The invention relates to a method and arrangement for compressing, a compressed or non-compressed digital data set. The method comprises a first step of converting the data set, which can be any digital data set represented by a digital representation such as, ASCII characters, Hex, Octal or the like, into a representation of the data set, said representation being a pixel representation, in which a binary one is represented by an active (black) pixel and a binary zero is represented by an inactive (white) pixel or vice versa and a second step, in which a compression procedure is applied onto said representation of the data set at least one time.

Description

The table and its index are used to replace it in the compressed flow.

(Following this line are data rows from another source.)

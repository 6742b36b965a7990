/// Golden-file tests over the checked-in breaking-change fixtures
use std::path::{Path, PathBuf};

use apiport2json::source::temp_workspace;
use apiport2json::{AppError, BreakingChange, Checkout, Config, Converter, DocumentSource};
use tempfile::TempDir;

fn fixtures_dir() -> PathBuf {
    Path::new(env!("CARGO_MANIFEST_DIR")).join("tests/fixtures")
}

fn expected_json() -> String {
    std::fs::read_to_string(fixtures_dir().join("expected.json"))
        .expect("read expected.json")
        .replace("\r\n", "\n")
}

/// Copies the fixture documents into a fresh checkout, laid out like the real repository.
struct FixtureSource;

impl DocumentSource for FixtureSource {
    fn checkout(&self, _url: &str) -> Result<Checkout, AppError> {
        let dir = temp_workspace()?;
        let root = dir.path().join("repo");
        let docs = root.join("docs/BreakingChanges");
        std::fs::create_dir_all(&docs).expect("create docs dir");
        for entry in std::fs::read_dir(fixtures_dir().join("BreakingChanges")).expect("list fixtures") {
            let path = entry.expect("fixture entry").path();
            std::fs::copy(&path, docs.join(path.file_name().unwrap())).expect("copy fixture");
        }
        Ok(Checkout::new(dir, root))
    }
}

#[test]
fn test_fixture_directory_matches_golden_file() {
    let converter = Converter::new(Config::default());
    let mut out = Vec::new();
    let (written, skipped) = converter
        .convert_dir(&fixtures_dir().join("BreakingChanges"), &mut out)
        .unwrap();

    assert_eq!((written, skipped), (4, 0));
    assert_eq!(String::from_utf8(out).unwrap(), expected_json());
}

#[test]
fn test_full_run_matches_golden_file() {
    let out_dir = TempDir::new().unwrap();
    let output = out_dir.path().join("apiport.json");
    let converter = Converter::new(Config {
        output_path: output.clone(),
        ..Config::default()
    });

    let summary = converter.run(&FixtureSource).unwrap();
    assert_eq!(summary.written, 4);
    assert_eq!(summary.output_path, output);
    assert_eq!(std::fs::read_to_string(&output).unwrap(), expected_json());
}

#[test]
fn test_template_never_appears_in_output() {
    let converter = Converter::new(Config::default());
    let mut out = Vec::new();
    converter
        .convert_dir(&fixtures_dir().join("BreakingChanges"), &mut out)
        .unwrap();

    let records: Vec<BreakingChange> = serde_json::from_slice(&out).unwrap();
    assert!(records.iter().all(|r| r.title != "Breaking Change Title"));
    assert_eq!(
        records.iter().map(|r| r.id).collect::<Vec<_>>(),
        vec![5, 42, 142, 230]
    );
}

#[test]
fn test_optional_fields_omitted_not_null() {
    let json: serde_json::Value = serde_json::from_str(&expected_json()).unwrap();
    let minimal = json[1].as_object().unwrap();
    assert_eq!(minimal["id"], serde_json::json!(42));
    for key in ["versionReverted", "moreInformation", "originalBug", "notes"] {
        assert!(!minimal.contains_key(key), "{key} should be omitted");
    }
    assert_eq!(minimal["categories"], serde_json::json!([]));
}

#[test]
fn test_only_template_yields_empty_array() {
    let docs = TempDir::new().unwrap();
    std::fs::copy(
        fixtures_dir().join("BreakingChanges/! Template.md"),
        docs.path().join("! Template.md"),
    )
    .unwrap();

    let mut out = Vec::new();
    let (written, _) = Converter::new(Config::default())
        .convert_dir(docs.path(), &mut out)
        .unwrap();
    assert_eq!(written, 0);
    assert_eq!(out, b"[]");
}

#[test]
fn test_byte_order_mark_document_is_converted() {
    let path = fixtures_dir().join("BreakingChanges/WithBom.md");
    assert!(std::fs::read(&path).unwrap().starts_with(b"\xEF\xBB\xBF"));

    let change = Converter::new(Config::default()).extract(&path).unwrap();
    assert_eq!(change.id, 230);
    assert_eq!(change.title, "Saved with a byte order mark");
    assert_eq!(
        change.notes.as_deref(),
        Some("Written by an editor that adds a BOM")
    );
}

The compression takes data from the inflow and builds a code or translation table of the patterns, as it finds them; each new pattern is inserted into the code table and its index is added to the output stream; when a pattern, which had been detected after the last code table update, is found, its index from the code table is put in the output stream and thus the data is compressed. During decompression and expansion, data is taken from the compressed data stream and the code or translation table is built from it. When the compressed data stream is processed, code is used to index in the code table and corresponding data on the decompressed output stream and thus data decompression is obtained. The variable length code aspect of the algorithm is based on an original code size (LZW Initial Code Size), which specifies the initial number of bits used for compression codes. When the number of patterns detected by the compressor in the inflow exceeds the number of patterns that can be coded with the current number of bits, the number of bits per LZW code is increased by one.

BRIEF DESCRIPTION OF THE INVENTION The main object of the present invention is to provide a reliable and efficient way of compressing, compressed or uncompressed digital data. Another object of the invention is to provide a method of obtaining a substantially maximum compression ratio using standard or modified and commercially available compression technologies without having to develop new costly technologies. Another object of the invention is to provide a device for compressing digital data.

The invention also has for its object to provide a device for compressing data streams mainly in real time, e.g. in the form of digital data in a communication network, preferably a telecommunication network.

Therefore, the method according to the preamble comprises a first step in which data is converted into a representation of the data set and a second step, in which a compression procedure is applied at least once to said representation of the data set.

To achieve substantially maximum compression, the first and second steps are repeated. In a preferred embodiment, the data set comprises binary data and the data representation is a pixel representation, in which a binary one is represented by an active (black) pixel and a binary zero by an inactive (white) pixel or vice versa. It is also possible to represent the amount of data by means of ASCII characters, hexadecimal, octal system and so on. Preferably, the amount of data is divided into data blocks and each block is converted into a picture frame representing the data block and a compression is applied to your frames, preferably resulting in fewer frames. Finally, the compressed data set is provided with a main part, which at least includes information about the number of compressions applied. In an advantageous embodiment, conversion and compression are performed in parallel.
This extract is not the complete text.